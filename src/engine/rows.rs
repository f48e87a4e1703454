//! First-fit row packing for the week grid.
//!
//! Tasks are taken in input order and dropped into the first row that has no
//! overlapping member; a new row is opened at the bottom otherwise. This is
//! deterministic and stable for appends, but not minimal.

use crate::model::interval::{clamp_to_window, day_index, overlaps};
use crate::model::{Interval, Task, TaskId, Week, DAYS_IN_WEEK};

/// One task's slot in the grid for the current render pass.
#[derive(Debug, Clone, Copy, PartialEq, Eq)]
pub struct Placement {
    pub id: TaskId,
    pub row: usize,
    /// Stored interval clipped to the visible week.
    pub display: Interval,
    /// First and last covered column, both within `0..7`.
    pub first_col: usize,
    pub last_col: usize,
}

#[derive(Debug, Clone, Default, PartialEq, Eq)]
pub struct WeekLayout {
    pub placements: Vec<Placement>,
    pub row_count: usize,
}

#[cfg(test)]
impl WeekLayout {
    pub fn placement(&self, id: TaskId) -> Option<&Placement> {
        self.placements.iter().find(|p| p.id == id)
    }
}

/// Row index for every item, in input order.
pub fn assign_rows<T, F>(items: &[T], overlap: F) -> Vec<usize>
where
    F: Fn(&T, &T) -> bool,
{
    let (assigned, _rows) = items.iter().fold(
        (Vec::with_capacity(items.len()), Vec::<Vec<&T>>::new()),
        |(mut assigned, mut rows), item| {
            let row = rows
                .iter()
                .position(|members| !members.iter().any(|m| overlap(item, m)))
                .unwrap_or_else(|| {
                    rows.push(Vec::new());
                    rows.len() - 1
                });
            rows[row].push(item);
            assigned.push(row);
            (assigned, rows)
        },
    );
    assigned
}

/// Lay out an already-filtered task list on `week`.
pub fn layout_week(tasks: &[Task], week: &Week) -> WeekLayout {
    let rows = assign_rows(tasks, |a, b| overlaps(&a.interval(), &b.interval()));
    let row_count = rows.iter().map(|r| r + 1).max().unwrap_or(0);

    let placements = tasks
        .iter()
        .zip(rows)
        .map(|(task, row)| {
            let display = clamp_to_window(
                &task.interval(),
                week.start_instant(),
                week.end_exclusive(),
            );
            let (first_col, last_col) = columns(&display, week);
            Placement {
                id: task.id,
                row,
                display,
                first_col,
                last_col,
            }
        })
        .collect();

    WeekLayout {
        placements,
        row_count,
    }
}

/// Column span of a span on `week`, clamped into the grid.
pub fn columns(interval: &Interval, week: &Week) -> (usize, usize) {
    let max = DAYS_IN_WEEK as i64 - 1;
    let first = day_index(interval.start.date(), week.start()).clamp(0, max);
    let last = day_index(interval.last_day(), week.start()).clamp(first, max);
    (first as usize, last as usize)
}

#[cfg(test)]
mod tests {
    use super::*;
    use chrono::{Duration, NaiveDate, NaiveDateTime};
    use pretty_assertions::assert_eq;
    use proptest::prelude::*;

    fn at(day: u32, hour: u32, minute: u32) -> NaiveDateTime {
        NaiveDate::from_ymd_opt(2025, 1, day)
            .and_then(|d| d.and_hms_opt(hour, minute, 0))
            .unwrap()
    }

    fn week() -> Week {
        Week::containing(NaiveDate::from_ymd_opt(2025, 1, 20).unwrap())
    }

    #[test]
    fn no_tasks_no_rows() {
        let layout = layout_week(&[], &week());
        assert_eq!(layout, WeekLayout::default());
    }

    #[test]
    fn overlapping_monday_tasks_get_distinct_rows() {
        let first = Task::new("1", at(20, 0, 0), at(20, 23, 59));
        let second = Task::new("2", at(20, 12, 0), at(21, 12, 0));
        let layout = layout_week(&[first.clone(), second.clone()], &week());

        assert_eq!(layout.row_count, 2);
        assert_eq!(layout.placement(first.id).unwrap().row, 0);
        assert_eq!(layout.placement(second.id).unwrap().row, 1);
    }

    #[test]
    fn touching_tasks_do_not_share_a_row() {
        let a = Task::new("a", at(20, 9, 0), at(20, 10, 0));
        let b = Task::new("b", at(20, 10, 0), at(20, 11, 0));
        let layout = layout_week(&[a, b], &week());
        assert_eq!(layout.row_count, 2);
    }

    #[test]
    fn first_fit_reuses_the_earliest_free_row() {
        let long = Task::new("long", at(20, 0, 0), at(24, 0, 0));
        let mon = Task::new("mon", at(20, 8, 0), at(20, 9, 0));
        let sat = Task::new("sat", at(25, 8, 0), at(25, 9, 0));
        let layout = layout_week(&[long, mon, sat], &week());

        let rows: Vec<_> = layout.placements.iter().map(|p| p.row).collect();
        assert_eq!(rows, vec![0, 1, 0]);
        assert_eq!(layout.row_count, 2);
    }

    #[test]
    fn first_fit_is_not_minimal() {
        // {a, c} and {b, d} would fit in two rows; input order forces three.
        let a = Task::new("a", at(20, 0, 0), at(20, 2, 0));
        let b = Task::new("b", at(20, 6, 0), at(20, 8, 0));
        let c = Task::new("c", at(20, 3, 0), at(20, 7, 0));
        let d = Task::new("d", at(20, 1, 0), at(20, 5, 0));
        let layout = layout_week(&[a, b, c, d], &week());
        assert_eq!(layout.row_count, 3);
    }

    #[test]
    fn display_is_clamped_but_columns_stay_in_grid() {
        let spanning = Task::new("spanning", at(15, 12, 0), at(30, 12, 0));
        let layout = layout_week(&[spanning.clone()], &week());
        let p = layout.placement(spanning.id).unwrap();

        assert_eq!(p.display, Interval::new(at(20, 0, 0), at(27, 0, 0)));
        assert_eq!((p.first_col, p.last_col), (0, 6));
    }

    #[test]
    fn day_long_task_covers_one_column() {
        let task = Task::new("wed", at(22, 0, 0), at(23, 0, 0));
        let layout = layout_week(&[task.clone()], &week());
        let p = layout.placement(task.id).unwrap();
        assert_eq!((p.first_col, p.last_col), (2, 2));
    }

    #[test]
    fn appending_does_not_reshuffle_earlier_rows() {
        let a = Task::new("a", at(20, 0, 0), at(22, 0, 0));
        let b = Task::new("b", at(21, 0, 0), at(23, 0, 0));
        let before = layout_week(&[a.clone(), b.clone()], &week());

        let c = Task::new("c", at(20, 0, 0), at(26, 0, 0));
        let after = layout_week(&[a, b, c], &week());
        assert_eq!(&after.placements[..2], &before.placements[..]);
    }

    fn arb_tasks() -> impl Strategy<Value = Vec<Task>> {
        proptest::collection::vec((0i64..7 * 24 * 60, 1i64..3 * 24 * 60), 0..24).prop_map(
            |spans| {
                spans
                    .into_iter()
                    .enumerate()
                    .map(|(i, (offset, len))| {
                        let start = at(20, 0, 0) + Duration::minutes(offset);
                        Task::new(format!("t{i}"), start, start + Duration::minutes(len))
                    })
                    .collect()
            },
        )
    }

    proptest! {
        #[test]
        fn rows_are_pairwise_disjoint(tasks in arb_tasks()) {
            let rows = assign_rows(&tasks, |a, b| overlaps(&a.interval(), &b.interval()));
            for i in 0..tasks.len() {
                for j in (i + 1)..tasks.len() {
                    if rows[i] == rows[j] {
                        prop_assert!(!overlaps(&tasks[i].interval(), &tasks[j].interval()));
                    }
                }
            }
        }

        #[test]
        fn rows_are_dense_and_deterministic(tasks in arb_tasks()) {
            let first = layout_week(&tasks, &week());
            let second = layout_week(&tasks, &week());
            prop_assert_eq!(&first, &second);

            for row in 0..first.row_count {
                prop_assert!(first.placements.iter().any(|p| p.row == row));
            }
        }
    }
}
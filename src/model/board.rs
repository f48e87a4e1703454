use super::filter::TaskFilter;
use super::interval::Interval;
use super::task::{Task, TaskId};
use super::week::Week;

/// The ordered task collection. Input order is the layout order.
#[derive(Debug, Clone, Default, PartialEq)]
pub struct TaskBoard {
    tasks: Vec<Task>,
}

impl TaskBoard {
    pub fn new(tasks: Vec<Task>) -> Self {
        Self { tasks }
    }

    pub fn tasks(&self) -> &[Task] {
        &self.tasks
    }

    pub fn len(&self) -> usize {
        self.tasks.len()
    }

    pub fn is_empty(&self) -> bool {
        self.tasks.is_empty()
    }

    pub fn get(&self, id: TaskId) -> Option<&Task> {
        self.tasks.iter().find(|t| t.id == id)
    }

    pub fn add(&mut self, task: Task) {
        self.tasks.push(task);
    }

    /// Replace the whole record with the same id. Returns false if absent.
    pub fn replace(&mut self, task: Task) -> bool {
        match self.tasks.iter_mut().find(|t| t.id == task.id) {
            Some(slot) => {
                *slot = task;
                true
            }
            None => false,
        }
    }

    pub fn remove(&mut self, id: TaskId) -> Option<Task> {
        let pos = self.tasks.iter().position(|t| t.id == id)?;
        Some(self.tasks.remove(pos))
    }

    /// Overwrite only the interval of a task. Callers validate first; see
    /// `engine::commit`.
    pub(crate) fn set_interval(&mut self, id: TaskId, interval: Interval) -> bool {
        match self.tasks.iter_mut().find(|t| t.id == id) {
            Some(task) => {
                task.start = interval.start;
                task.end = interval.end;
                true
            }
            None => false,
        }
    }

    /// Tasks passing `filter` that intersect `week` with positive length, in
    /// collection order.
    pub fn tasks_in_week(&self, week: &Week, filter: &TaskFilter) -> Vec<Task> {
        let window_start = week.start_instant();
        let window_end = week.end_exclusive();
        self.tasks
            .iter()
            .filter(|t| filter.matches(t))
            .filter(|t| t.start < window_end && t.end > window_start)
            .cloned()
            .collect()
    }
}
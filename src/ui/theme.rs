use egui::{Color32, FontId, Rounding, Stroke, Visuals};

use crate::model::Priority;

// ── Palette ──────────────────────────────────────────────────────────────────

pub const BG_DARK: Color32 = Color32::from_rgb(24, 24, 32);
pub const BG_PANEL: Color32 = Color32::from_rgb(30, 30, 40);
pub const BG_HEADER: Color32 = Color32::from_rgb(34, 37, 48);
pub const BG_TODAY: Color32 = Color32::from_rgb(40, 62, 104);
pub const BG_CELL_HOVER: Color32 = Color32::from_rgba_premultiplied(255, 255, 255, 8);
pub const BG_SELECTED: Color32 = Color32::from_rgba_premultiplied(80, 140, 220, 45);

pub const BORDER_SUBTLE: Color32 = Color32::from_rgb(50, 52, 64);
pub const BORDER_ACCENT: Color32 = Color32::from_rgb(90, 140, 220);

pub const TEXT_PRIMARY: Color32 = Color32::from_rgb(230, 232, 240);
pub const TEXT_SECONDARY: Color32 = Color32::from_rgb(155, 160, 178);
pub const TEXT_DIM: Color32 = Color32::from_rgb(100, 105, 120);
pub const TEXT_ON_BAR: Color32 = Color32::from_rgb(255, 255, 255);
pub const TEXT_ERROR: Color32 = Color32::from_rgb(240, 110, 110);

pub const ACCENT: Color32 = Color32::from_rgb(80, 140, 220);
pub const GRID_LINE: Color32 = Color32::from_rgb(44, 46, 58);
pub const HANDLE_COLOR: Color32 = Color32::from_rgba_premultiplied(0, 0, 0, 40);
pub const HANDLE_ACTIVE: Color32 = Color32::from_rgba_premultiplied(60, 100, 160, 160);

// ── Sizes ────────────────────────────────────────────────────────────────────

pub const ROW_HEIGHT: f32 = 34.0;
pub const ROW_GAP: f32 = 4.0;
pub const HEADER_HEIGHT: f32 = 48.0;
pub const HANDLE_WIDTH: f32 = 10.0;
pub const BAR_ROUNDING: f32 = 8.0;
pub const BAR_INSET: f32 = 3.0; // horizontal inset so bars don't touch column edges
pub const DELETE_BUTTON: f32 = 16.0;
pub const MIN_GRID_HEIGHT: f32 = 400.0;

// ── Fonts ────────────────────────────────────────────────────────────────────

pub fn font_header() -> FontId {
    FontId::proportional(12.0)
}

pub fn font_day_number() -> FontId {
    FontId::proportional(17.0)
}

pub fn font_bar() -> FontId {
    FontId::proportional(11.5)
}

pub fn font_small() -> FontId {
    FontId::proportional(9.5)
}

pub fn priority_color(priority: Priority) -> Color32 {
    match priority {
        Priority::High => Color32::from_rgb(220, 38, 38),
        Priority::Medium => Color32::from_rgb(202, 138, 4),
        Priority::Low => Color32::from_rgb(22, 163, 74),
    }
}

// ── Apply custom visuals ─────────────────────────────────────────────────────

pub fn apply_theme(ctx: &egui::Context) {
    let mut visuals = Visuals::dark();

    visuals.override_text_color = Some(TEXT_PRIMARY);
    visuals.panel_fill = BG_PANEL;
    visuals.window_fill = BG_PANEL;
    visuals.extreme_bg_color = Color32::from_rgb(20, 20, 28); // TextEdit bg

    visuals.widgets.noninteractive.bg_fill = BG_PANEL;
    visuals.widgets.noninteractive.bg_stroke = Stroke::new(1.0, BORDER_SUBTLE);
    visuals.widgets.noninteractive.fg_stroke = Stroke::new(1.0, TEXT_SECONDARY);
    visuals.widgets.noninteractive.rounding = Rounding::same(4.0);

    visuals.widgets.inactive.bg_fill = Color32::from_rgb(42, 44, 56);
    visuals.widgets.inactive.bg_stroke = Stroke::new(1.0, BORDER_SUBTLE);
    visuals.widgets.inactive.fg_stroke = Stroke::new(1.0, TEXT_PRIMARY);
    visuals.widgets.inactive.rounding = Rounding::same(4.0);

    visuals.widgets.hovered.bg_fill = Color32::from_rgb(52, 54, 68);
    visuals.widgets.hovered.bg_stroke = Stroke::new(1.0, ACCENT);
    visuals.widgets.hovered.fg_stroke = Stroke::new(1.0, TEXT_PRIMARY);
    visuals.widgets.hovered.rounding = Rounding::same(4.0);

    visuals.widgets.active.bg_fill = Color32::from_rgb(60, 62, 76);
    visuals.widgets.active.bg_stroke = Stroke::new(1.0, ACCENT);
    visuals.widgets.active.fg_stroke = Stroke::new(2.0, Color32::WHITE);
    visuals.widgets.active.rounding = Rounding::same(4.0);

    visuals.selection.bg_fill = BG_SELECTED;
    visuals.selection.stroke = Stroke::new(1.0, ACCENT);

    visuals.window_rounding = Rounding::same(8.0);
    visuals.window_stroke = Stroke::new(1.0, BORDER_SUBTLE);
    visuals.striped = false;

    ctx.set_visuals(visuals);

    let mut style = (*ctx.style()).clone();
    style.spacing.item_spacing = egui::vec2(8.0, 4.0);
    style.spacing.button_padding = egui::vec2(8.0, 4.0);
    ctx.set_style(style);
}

What to do:
Exactly the lines above from the one with "visuals.window_fill = BG_PANEL;" to the one with "visuals.widgets.inactive.rounding = Rounding::same(4.0);", both included, are to be quoted; leave the rest out.

Response to this exercise:
    visuals.window_fill = BG_PANEL;
    visuals.extreme_bg_color = Color32::from_rgb(20, 20, 28); // TextEdit bg

    visuals.widgets.noninteractive.bg_fill = BG_PANEL;
    visuals.widgets.noninteractive.bg_stroke = Stroke::new(1.0, BORDER_SUBTLE);
    visuals.widgets.noninteractive.fg_stroke = Stroke::new(1.0, TEXT_SECONDARY);
    visuals.widgets.noninteractive.rounding = Rounding::same(4.0);

    visuals.widgets.inactive.bg_fill = Color32::from_rgb(42, 44, 56);
    visuals.widgets.inactive.bg_stroke = Stroke::new(1.0, BORDER_SUBTLE);
    visuals.widgets.inactive.fg_stroke = Stroke::new(1.0, TEXT_PRIMARY);
    visuals.widgets.inactive.rounding = Rounding::same(4.0);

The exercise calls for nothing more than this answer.